We also found that sex was a moderator that trended toward significance, specifically that males impacted the relationship between ghrelin and hunger, while females did not. However, the majority of studies (n = 52; 47.3%) only sampled males, which suggests that our ability to assess this moderator was underpowered. Although there is a wealth of literature describing sex differences in eating behavior, such as food choices, dietary restraint [80], and EI [81], data suggest that there are no differences in the perception of appetite/hunger between males and females [80,82,83], which includes data on the hypothalamic response to hunger [84]. In contrast, prior studies have shown that there is a sex difference in plasma ghrelin concentrations. More specifically, females have been found to have higher DAG than males, a relationship that persists even when comparing individuals who are lean with those with obesity [85,86]. Furthermore, a twin study also showed that TG was higher in females; however, this difference was absent in the cohort with obesity [87].

Indeed, obesity status and body composition have been shown to impact AG concentrations and perceptions of hunger. We report that BMI and %BF were significant moderators—the average BMI of included trials was 26.0 ± 4.5. Both variables had an equal and negative effect on the overall association. The bubble plot of the BMI moderator analysis (Figure 4) illustrates that the trials with smaller variances often remained closer to the regression line than those with larger variances, suggesting that the relationship may have been stronger if there were more trials with precise measurements. Ghrelin has been suggested to modulate body weight control via a negative feedback loop [9]; individuals with obesity have been shown to experience less suppression of AG following a meal compared to non-obese individuals [88]. Moreover, a meta-analysis investigating brain activation and appetite perception in individuals with obesity found that they are more sensitive to hunger and less sensitive to satiety (feeling full) compared to individuals with normal weights [89]. However, it is important to note that the majority of included trials in our analysis did not sample individuals with elevated body weight status.
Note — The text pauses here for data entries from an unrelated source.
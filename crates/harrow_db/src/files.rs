//! File-registry operations (admission and delivery outbox).

use crate::error::{DbError, Result};
use crate::types::*;
use crate::CrawlDb;
use sqlx::Row;

impl CrawlDb {
    // ========================================================================
    // Crawl Registry
    // ========================================================================

    /// Get-or-create a crawl by its unique name (lowercased).
    pub async fn ensure_crawl(&self, name: &str) -> Result<Crawl> {
        let name = name.trim().to_lowercase();
        if name.is_empty() {
            return Err(DbError::invalid_state("crawl name cannot be empty"));
        }

        sqlx::query(
            "INSERT INTO crawls (name, created_at) VALUES (?, ?)
             ON CONFLICT(name) DO NOTHING",
        )
        .bind(&name)
        .bind(Self::now())
        .execute(self.pool())
        .await?;

        let row = sqlx::query("SELECT id, name, created_at FROM crawls WHERE name = ?")
            .bind(&name)
            .fetch_one(self.pool())
            .await?;

        Ok(Crawl {
            id: row.get("id"),
            name: row.get("name"),
            created_at: row.get("created_at"),
        })
    }

    // ========================================================================
    // File Registry
    // ========================================================================

    /// Insert a file or, if `(crawl_id, fingerprint)` is already known,
    /// refresh only its non-identity fields (size, mime, paths). Content and
    /// classification fields of an existing row are never touched.
    ///
    /// The returned `inserted` flag is the admission gate: callers process
    /// content only when it is true.
    pub async fn upsert_file(
        &self,
        crawl_id: i64,
        file: &NewFile,
        payload: Option<&str>,
        delivered: bool,
    ) -> Result<UpsertOutcome> {
        let mut tx = self.pool().begin().await?;

        let result = sqlx::query(
            r#"
            INSERT INTO files (
                crawl_id, fingerprint, filename, extension, mime_type, file_size,
                created, last_accessed, last_modified, indexed_at,
                path_real, path_virtual, payload, delivered
            )
            VALUES (?, ?, ?, ?, ?, ?, ?, ?, ?, ?, ?, ?, ?, ?)
            ON CONFLICT(crawl_id, fingerprint) DO NOTHING
            "#,
        )
        .bind(crawl_id)
        .bind(&file.fingerprint)
        .bind(&file.filename)
        .bind(&file.extension)
        .bind(&file.mime_type)
        .bind(file.file_size)
        .bind(file.created)
        .bind(file.last_accessed)
        .bind(file.last_modified)
        .bind(file.indexed_at)
        .bind(&file.path_real)
        .bind(&file.path_virtual)
        .bind(payload)
        .bind(delivered)
        .execute(&mut *tx)
        .await?;

        let inserted = result.rows_affected() > 0;
        if !inserted {
            sqlx::query(
                r#"
                UPDATE files SET
                    file_size = ?,
                    mime_type = ?,
                    path_real = ?,
                    path_virtual = ?
                WHERE crawl_id = ? AND fingerprint = ?
                "#,
            )
            .bind(file.file_size)
            .bind(&file.mime_type)
            .bind(&file.path_real)
            .bind(&file.path_virtual)
            .bind(crawl_id)
            .bind(&file.fingerprint)
            .execute(&mut *tx)
            .await?;
        }

        tx.commit().await?;

        let record = self
            .get_file_by_fingerprint(crawl_id, &file.fingerprint)
            .await?
            .ok_or_else(|| {
                DbError::invalid_state(format!(
                    "no row for fingerprint {} after upsert",
                    file.fingerprint
                ))
            })?;

        Ok(UpsertOutcome { record, inserted })
    }

    /// Set or clear the delivery outbox for one file.
    pub async fn mark_outbox(
        &self,
        file_id: i64,
        payload: Option<&str>,
        delivered: bool,
    ) -> Result<()> {
        sqlx::query("UPDATE files SET payload = ?, delivered = ? WHERE id = ?")
            .bind(payload)
            .bind(delivered)
            .bind(file_id)
            .execute(self.pool())
            .await?;
        Ok(())
    }

    /// Ids of undelivered rows, oldest indexing timestamp first, capped at
    /// `limit` to bound selector memory.
    pub async fn pending_batch(&self, limit: i64) -> Result<Vec<i64>> {
        let rows = sqlx::query(
            "SELECT id FROM files WHERE delivered = 0 ORDER BY indexed_at ASC LIMIT ?",
        )
        .bind(limit)
        .fetch_all(self.pool())
        .await?;

        Ok(rows.iter().map(|row| row.get("id")).collect())
    }

    pub async fn get_file(&self, id: i64) -> Result<Option<FileRecord>> {
        let row = sqlx::query("SELECT * FROM files WHERE id = ?")
            .bind(id)
            .fetch_optional(self.pool())
            .await?;

        Ok(row.as_ref().map(row_to_file))
    }

    pub async fn get_file_by_fingerprint(
        &self,
        crawl_id: i64,
        fingerprint: &str,
    ) -> Result<Option<FileRecord>> {
        let row = sqlx::query("SELECT * FROM files WHERE crawl_id = ? AND fingerprint = ?")
            .bind(crawl_id)
            .bind(fingerprint)
            .fetch_optional(self.pool())
            .await?;

        Ok(row.as_ref().map(row_to_file))
    }

    pub async fn count_files(&self, crawl_id: i64) -> Result<u64> {
        let row = sqlx::query("SELECT COUNT(*) AS n FROM files WHERE crawl_id = ?")
            .bind(crawl_id)
            .fetch_one(self.pool())
            .await?;
        Ok(row.get::<i64, _>("n") as u64)
    }

    pub async fn stats(&self, crawl_id: i64) -> Result<CrawlStats> {
        let row = sqlx::query(
            r#"
            SELECT
                COUNT(*) AS total,
                SUM(CASE WHEN delivered = 1 THEN 1 ELSE 0 END) AS delivered,
                SUM(CASE WHEN delivered = 0 THEN 1 ELSE 0 END) AS pending
            FROM files WHERE crawl_id = ?
            "#,
        )
        .bind(crawl_id)
        .fetch_one(self.pool())
        .await?;

        Ok(CrawlStats {
            total: row.get::<i64, _>("total") as u64,
            delivered: row.get::<Option<i64>, _>("delivered").unwrap_or(0) as u64,
            pending: row.get::<Option<i64>, _>("pending").unwrap_or(0) as u64,
        })
    }
}

fn row_to_file(row: &sqlx::sqlite::SqliteRow) -> FileRecord {
    FileRecord {
        id: row.get("id"),
        crawl_id: row.get("crawl_id"),
        fingerprint: row.get("fingerprint"),
        filename: row.get("filename"),
        extension: row.get("extension"),
        mime_type: row.get("mime_type"),
        file_size: row.get("file_size"),
        created: row.get("created"),
        last_accessed: row.get("last_accessed"),
        last_modified: row.get("last_modified"),
        indexed_at: row.get("indexed_at"),
        path_real: row.get("path_real"),
        path_virtual: row.get("path_virtual"),
        payload: row.get("payload"),
        delivered: row.get("delivered"),
    }
}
Interestingly, TG and AG have been shown to remain elevated following a meal in individuals with obesity, unlike in lean individuals, where postprandial TG and AG decrease [90,91]. This suggests a complex interplay between adiposity, ghrelin concentrations, and EI. Although we were unable to examine the relationship between ghrelin and obesity, we found that EI strengthened the overall relationship between hunger and ghrelin concentrations. This supports the findings of other studies in that exogenous AG administration has been shown to increase EI [17,18,92]. Conversely, increased EI has been shown to lead to decreased perceptions of hunger, although this may be influenced by meal macronutrient content [93,94].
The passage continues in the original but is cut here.